• _Work item_
Lines below containing the word "Duration" should be copied out.

Collected data:
####################

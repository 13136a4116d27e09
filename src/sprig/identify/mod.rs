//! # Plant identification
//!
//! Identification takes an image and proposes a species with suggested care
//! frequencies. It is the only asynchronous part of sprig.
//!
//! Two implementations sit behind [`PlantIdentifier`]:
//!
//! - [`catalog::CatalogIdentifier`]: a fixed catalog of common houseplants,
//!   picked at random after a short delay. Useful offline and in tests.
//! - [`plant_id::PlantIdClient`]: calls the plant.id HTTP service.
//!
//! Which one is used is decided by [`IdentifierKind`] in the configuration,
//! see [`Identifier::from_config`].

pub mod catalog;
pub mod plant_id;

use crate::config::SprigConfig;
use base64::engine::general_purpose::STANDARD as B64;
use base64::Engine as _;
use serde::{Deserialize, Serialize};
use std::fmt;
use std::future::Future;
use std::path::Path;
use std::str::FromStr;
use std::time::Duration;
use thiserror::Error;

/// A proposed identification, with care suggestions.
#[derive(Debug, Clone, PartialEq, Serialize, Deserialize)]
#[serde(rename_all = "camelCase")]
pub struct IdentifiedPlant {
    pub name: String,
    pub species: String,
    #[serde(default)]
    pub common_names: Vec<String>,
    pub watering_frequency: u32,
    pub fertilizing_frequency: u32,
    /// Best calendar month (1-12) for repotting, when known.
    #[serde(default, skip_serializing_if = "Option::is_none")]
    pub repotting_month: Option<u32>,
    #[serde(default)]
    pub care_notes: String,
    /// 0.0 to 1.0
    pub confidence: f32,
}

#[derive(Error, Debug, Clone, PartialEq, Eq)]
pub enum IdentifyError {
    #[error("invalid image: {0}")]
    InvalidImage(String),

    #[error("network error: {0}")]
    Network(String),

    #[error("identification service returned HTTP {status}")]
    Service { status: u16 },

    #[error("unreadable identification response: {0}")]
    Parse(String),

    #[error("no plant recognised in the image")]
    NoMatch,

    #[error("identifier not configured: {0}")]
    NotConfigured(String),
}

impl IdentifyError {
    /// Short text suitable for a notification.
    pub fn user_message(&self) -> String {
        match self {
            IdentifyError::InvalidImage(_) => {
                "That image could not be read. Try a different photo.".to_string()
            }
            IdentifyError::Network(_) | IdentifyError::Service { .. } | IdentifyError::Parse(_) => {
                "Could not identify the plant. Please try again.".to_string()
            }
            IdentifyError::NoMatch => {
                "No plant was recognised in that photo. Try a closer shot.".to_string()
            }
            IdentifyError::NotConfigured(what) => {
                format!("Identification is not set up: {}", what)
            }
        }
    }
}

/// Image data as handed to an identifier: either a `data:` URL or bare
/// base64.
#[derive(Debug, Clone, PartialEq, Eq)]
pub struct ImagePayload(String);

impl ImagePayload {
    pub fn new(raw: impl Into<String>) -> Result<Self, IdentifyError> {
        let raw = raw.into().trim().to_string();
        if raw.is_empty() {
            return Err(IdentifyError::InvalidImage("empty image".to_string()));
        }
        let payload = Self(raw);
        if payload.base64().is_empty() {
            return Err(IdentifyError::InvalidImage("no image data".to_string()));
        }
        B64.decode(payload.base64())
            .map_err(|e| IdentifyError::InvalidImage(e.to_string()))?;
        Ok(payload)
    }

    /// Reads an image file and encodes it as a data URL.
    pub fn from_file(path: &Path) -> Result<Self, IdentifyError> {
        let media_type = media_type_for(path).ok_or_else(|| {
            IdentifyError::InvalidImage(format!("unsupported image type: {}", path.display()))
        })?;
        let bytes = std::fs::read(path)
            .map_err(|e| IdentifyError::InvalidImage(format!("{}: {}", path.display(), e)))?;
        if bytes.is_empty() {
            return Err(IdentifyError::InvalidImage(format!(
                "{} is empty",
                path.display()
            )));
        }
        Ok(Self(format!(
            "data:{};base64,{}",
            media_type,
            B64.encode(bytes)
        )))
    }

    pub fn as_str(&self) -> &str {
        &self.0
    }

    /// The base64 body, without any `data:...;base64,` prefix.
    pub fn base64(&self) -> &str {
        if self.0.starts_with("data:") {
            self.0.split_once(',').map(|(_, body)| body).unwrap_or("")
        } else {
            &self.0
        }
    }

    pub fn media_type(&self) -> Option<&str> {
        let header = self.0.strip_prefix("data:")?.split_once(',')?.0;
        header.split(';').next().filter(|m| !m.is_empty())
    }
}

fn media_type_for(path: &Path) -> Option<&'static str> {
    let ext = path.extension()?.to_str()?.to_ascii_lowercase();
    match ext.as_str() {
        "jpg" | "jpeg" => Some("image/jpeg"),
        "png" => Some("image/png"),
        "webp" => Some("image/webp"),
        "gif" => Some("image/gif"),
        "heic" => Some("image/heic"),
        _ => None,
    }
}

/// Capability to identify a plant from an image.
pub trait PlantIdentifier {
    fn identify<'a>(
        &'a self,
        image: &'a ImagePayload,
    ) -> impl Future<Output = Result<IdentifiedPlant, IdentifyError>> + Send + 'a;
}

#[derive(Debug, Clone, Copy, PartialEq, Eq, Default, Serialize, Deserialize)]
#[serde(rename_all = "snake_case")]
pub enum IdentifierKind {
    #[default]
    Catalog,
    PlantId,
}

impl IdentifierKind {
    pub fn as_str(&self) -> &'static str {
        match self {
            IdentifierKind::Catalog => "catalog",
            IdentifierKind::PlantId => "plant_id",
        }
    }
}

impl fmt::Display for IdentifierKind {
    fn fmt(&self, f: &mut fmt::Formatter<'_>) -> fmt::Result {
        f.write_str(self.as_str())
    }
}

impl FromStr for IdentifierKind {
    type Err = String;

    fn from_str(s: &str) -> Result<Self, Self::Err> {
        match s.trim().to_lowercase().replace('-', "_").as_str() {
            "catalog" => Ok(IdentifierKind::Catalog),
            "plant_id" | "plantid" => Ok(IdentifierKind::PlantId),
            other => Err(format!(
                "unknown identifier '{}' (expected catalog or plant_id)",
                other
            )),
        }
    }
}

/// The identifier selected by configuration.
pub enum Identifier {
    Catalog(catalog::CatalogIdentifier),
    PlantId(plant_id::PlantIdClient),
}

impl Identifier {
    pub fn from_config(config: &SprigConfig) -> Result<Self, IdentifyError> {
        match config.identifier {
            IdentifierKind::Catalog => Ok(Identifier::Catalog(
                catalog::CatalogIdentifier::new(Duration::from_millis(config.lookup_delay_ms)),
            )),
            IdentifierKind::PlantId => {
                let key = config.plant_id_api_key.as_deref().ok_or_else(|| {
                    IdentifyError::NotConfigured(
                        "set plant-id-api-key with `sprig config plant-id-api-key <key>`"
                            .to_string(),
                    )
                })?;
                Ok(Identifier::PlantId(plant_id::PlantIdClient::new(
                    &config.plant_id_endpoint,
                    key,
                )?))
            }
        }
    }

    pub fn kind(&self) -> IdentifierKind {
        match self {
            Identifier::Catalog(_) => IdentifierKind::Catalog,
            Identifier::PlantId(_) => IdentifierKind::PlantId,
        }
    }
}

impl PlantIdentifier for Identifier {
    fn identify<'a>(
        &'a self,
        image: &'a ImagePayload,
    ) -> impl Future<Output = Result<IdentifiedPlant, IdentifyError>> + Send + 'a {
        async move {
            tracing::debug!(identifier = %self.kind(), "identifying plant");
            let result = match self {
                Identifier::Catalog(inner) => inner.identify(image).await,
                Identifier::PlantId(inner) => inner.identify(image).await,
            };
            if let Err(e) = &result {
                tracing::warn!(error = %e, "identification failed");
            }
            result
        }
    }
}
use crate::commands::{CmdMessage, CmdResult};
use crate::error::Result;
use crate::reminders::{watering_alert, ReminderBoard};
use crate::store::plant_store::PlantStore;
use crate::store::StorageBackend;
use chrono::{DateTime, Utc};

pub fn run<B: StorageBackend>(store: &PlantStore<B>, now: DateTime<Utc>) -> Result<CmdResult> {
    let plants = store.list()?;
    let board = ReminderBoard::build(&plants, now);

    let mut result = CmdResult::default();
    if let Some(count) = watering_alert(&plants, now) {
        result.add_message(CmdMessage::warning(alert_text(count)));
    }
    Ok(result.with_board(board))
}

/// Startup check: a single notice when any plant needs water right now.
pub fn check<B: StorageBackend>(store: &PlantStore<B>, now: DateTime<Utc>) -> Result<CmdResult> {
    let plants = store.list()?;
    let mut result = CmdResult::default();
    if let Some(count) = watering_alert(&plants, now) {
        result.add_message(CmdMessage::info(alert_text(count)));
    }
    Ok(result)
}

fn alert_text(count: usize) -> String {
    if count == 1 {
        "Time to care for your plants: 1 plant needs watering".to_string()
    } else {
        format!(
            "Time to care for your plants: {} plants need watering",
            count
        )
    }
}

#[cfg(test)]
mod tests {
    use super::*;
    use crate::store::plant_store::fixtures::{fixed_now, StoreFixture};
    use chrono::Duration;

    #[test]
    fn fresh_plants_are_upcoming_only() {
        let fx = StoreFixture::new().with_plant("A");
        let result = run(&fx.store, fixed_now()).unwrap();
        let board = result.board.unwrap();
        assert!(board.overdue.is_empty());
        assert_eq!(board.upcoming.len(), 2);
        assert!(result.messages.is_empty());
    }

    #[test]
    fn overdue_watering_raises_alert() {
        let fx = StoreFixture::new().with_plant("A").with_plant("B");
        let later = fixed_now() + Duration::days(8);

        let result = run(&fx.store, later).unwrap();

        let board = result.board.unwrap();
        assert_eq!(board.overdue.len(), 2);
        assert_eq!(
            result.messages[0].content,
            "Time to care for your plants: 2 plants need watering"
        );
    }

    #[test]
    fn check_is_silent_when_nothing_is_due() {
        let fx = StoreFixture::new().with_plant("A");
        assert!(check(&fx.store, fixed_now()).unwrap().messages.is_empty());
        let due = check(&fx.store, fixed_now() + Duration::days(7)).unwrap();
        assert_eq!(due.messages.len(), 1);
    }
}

####################

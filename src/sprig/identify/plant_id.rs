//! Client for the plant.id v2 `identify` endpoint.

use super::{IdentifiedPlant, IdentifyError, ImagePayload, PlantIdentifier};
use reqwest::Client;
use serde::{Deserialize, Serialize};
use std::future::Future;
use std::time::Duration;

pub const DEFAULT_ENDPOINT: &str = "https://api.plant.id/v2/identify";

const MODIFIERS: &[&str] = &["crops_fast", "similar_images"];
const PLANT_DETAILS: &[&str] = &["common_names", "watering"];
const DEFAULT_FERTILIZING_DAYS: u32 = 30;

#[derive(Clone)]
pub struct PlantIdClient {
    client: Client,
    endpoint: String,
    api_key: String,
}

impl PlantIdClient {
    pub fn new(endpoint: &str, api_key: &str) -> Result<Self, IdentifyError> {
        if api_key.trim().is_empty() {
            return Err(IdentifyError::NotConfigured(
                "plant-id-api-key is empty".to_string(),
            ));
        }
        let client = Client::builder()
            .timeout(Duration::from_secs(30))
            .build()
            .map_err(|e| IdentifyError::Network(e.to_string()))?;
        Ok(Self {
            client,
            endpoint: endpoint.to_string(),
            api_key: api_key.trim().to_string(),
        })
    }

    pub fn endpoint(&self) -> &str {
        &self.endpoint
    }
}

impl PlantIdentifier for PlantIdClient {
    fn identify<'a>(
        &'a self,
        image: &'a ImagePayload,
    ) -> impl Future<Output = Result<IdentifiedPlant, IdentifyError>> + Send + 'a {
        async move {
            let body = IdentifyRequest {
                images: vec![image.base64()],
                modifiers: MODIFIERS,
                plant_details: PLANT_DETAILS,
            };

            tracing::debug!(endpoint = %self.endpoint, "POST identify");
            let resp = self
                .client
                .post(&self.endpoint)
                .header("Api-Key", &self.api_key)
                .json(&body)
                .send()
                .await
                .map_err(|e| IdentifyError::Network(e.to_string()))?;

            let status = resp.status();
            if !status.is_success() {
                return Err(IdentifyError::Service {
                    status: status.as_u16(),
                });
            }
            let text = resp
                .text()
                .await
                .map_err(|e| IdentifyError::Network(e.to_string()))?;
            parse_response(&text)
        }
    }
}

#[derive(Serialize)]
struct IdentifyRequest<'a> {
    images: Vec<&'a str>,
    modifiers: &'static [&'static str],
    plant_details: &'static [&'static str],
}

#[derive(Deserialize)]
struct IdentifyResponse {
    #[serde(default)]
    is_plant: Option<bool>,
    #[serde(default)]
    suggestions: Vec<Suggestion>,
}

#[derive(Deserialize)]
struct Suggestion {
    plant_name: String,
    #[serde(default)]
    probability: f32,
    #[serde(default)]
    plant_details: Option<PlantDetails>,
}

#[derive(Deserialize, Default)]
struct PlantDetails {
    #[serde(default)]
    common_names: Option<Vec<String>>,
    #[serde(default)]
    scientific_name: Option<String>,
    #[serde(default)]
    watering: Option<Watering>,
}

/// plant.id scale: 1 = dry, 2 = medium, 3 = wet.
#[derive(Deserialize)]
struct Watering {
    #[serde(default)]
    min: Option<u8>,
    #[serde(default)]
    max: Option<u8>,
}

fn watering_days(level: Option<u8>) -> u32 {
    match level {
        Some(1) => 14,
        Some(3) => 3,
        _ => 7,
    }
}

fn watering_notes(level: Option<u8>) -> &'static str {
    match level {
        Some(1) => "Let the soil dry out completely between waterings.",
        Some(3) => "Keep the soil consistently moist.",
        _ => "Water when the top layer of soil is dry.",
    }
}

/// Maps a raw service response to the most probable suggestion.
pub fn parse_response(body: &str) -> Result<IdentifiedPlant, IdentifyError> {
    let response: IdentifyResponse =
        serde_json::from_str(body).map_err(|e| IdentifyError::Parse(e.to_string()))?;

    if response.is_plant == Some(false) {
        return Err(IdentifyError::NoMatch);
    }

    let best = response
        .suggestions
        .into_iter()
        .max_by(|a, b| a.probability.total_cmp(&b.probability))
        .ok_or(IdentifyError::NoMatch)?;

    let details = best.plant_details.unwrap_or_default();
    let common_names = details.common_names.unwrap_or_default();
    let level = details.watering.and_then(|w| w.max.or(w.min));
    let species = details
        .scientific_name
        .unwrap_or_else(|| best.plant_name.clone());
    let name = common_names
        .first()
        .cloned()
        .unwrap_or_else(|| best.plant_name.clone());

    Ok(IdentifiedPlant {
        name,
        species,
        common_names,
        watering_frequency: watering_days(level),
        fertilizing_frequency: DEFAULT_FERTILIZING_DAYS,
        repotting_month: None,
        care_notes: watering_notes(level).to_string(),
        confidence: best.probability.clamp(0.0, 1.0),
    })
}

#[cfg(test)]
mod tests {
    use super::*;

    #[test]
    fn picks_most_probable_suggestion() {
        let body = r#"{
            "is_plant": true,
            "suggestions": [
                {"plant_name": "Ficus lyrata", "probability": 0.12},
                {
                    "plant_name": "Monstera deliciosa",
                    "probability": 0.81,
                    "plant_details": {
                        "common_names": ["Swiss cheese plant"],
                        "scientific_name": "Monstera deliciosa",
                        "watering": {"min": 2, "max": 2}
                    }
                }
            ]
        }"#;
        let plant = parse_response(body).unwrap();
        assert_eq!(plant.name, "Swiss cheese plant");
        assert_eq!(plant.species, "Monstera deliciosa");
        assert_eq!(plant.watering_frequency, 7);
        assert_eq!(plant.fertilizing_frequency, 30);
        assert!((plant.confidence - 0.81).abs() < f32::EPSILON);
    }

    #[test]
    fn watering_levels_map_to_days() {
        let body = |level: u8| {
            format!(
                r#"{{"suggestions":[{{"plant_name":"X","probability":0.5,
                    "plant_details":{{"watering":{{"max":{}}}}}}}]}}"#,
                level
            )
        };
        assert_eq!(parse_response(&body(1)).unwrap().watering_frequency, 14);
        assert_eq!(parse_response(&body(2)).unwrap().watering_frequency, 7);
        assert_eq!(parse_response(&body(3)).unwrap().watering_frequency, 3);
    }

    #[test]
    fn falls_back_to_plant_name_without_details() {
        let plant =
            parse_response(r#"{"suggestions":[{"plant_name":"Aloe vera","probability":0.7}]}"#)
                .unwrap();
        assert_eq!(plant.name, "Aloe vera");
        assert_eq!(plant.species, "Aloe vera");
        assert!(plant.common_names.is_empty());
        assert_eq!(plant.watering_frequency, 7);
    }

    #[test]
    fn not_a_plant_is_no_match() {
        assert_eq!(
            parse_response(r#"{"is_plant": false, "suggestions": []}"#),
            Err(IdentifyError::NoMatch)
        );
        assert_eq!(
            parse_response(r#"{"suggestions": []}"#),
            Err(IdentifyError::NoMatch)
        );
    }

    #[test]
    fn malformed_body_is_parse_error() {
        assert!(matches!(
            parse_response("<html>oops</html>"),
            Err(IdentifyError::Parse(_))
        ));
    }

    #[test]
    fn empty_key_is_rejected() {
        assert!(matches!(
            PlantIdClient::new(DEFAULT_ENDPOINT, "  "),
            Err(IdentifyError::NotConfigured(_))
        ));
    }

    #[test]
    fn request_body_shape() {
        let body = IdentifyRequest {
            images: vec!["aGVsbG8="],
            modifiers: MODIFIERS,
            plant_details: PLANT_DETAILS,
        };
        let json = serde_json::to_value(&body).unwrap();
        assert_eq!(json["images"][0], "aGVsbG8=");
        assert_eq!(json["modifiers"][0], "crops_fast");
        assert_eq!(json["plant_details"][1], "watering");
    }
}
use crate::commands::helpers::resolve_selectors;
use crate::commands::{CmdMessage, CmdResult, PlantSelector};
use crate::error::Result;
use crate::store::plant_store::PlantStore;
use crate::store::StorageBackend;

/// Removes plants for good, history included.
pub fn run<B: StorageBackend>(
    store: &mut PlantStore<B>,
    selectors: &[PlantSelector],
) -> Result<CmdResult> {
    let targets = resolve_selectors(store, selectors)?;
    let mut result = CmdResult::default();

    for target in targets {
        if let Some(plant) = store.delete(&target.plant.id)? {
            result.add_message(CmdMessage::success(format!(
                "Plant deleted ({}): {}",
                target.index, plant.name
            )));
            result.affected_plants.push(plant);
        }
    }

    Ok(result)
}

####################

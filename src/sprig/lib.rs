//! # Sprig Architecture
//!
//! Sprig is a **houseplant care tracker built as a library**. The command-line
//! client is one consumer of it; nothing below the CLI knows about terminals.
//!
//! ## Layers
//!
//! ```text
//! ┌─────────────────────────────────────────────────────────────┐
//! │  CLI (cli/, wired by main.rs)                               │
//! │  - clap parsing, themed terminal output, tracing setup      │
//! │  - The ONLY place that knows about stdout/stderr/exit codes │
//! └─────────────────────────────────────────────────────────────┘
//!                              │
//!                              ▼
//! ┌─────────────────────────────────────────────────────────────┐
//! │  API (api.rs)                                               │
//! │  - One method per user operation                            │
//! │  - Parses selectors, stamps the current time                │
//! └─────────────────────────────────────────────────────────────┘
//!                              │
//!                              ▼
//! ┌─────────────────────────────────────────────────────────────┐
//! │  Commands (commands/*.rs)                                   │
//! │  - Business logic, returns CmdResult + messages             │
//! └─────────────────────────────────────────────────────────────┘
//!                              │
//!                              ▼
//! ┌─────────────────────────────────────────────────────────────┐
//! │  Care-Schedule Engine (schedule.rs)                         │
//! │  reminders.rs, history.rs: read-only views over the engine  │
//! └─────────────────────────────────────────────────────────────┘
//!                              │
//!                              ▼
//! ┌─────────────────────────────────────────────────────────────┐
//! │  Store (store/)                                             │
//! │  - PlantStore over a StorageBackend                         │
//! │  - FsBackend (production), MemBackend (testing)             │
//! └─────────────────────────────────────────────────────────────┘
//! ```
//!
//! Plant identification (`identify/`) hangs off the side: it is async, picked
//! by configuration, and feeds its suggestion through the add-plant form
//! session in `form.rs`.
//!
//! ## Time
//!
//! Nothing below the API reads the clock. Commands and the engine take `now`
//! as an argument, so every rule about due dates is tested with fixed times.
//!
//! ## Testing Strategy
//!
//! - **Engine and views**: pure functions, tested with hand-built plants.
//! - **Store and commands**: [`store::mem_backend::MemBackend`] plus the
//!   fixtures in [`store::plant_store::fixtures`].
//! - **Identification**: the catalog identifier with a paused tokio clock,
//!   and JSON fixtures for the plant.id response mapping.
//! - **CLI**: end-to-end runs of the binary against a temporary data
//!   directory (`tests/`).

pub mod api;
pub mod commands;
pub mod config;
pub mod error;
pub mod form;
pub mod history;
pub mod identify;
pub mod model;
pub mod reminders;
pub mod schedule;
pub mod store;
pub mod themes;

####################

• _Expected answer_
use std::time::Duration;
                catalog::CatalogIdentifier::new(Duration::from_millis(config.lookup_delay_ms)),
    use chrono::Duration;
        let later = fixed_now() + Duration::days(8);
        let due = check(&fx.store, fixed_now() + Duration::days(7)).unwrap();
use std::time::Duration;
            .timeout(Duration::from_secs(30))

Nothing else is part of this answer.